Le système QEDX comporte quatre couches (HPDIC, MIA, EDOI et GMD) pour permettre de proposer une aide adaptée au cheminement de l’élève lors de la résolution d’un problème en géométrie euclidienne. Ce chapitre avait pour but de proposer une définition formelle des structures de base de QEDX, soit les couches HPDIC et MIA. En ce qui concerne les graphes HPDIC, nous avons premièrement illustré différents styles de preuves pour démontrer que ceux-ci sont inadéquats pour représenter efficacement l’ensemble des solutions à un problème donné. Le graphe HPDIC a donc été développé en utilisant l’inférence comme unité de base. En effet, dans la définition formelle, les deux éléments qui définissent réellement le graphe sont I, soit l’ensemble des inférences et S, soit les liens entre ces dernières. Un algorithme pour énumérer l’ensemble des solutions et pour détecter les solutions valides a été proposé. Les statistiques concernant les graphes HPDIC pour les cinq problèmes implantés dans QEDX ont été présentées. Il semble y avoir un lien entre le nombre de stratégies et le nombre d’énoncés distincts de justification, mais celui-ci devra être confirmé.

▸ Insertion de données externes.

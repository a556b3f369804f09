use activity_client::{ActivityApi, BoardSession, HttpActivityApi};
use activity_core::ActivityResult;
use std::sync::Arc;

/// What every subcommand needs: the API client and the URL it was built from.
pub struct CliContext {
    pub api: Arc<dyn ActivityApi>,
    pub api_url: String,
}

impl CliContext {
    pub fn connect(api_url: &str) -> ActivityResult<Self> {
        let api = HttpActivityApi::new(api_url)?;
        tracing::debug!("Using API at {}", api.base_url());
        Ok(Self {
            api: Arc::new(api),
            api_url: api_url.to_string(),
        })
    }

    /// A session with the current board loaded.
    pub async fn session(&self) -> ActivityResult<BoardSession> {
        let mut session = BoardSession::new(Arc::clone(&self.api));
        session.reload().await?;
        Ok(session)
    }
}
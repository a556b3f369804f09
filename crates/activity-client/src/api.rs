use crate::image::ImageUpload;
use activity_core::ActivityResult;
use activity_domain::{Activity, ActivityDraft, ActivityUpdate, ReorderBatch};
use async_trait::async_trait;

/// The backend's activity endpoints.
/// Implementations handle the transport; callers only see domain types.
#[cfg_attr(test, mockall::automock)]
#[async_trait]
pub trait ActivityApi: Send + Sync {
    /// `GET /activities`
    async fn list_activities(&self) -> ActivityResult<Vec<Activity>>;

    /// `GET /activities/{id}`
    async fn get_activity(&self, id: &str) -> ActivityResult<Activity>;

    /// `POST /activities`
    async fn create_activity(&self, draft: &ActivityDraft) -> ActivityResult<Activity>;

    /// `PUT /activities/{id}`
    async fn update_activity(&self, id: &str, update: &ActivityUpdate)
        -> ActivityResult<Activity>;

    /// `DELETE /activities/{id}`
    async fn delete_activity(&self, id: &str) -> ActivityResult<()>;

    /// `PUT /activities/reorder`
    async fn reorder_activities(&self, batch: &ReorderBatch) -> ActivityResult<()>;

    /// `POST /activities/{id}/upload-image`. Returns the stored image path.
    async fn upload_image(&self, id: &str, image: ImageUpload) -> ActivityResult<String>;
}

Cependant, nous n’avons pas été en mesure d’estimer le nombre de solutions avec les données recueillies, ce qui signifie que la complexité des problèmes est plus riche que nous pouvions imaginer. Le principal avantage des graphes HPDIC est le fait de pouvoir représenter l’ensemble des preuves et de contenir toute l’information nécessaire pour produire les différents styles de preuves. Le fait qu’ils ne contiennent aucune contrainte formelle permet de produire des preuves qui correspondent aux exigences des enseignants, mais les rendent difficiles à produire.

Pour représenter la chronologie des états cognitifs de l’élève, nous avons proposé le MIA. Il a été développé, car nous voulions un système qui permet de proposer différentes pistes de solution au lieu de forcer l’élève à produire la meilleure solution selon les experts. Les systèmes tutoriels actuellement offerts contraignent habituellement l’élève à travailler en chaînage avant

et ils ciblent seulement la prochaine étape identifiée. Pour parvenir à notre fin, plusieurs avenues ont été analysées, par exemple l’approche par exploration des données qui se base sur un corpus de travaux d’élèves pour produire des messages d’aide. Nous n’avions toutefois pas les données nécessaires pour l’utilisation d’une telle approche, mais l’utilisation de QEDX pourrait permettre de les recueillir. Le MIA, qui intègre la chronologie des actions de l’élève, a donc été développé. Formellement, il contient le temps d’activation de chacun des noeuds et le pourcentage d’avancement de chacune des solutions issues du graphe HPDIC. Nous avons ensuite montré comment le MIA pourrait être utilisé pour aider un élève fictif. Les données contenues dans le MIA nous semblent donc suffisantes pour atteindre notre objectif. Cependant, une limite existe en ce qui concerne le nombre de solutions qui peut être géré simultanément dans QEDX, ce qui peut limiter son utilisation pour des problèmes complexes. Malgré cette limite, qui a été adressée dans le chapitre 5, le MIA constitue un outil essentiel au fonctionnement de QEDX pour aider l’élève à explorer le problème.

Malgré la puissance et la polyvalence du graphe HPDIC et du MIA, plusieurs améliora- tions peuvent être envisagées. Pour que QEDX puisse être utilisé à plus grande échelle, il faudrait premièrement proposer une interface pour produire les graphes HPDIC. En effet, actuellement ils sont décrits et encodés dans des fichiers textes, donc une interface graphique serait bénéfique. On peut aussi envisager de proposer différentes représentations des preuves à l’interface de QEDX, car le graphe HPDIC nous le permet. En fait, l’ajout d’un onglet per- mettant de construire la preuve sous forme graphique est déjà planifié. En ce qui concerne le MIA, des données concernant les connaissances des élèves pourraient être ajoutées. Celles-ci pourraient permettre de choisir, parmi plusieurs stratégies, celle qu’il est le plus susceptible de privilégier. QEDX pourrait alors décider de le faire travailler au sein des connaissances qu’il maîtrise ou de lui proposer une autre avenue. Enfin, même si nous avons en partie réglé le problème dans la version actuelle de QEDX, du travail reste à faire pour limiter l’explosion combinatoire du nombre de solutions qui peut rendre le MIA inutilisable.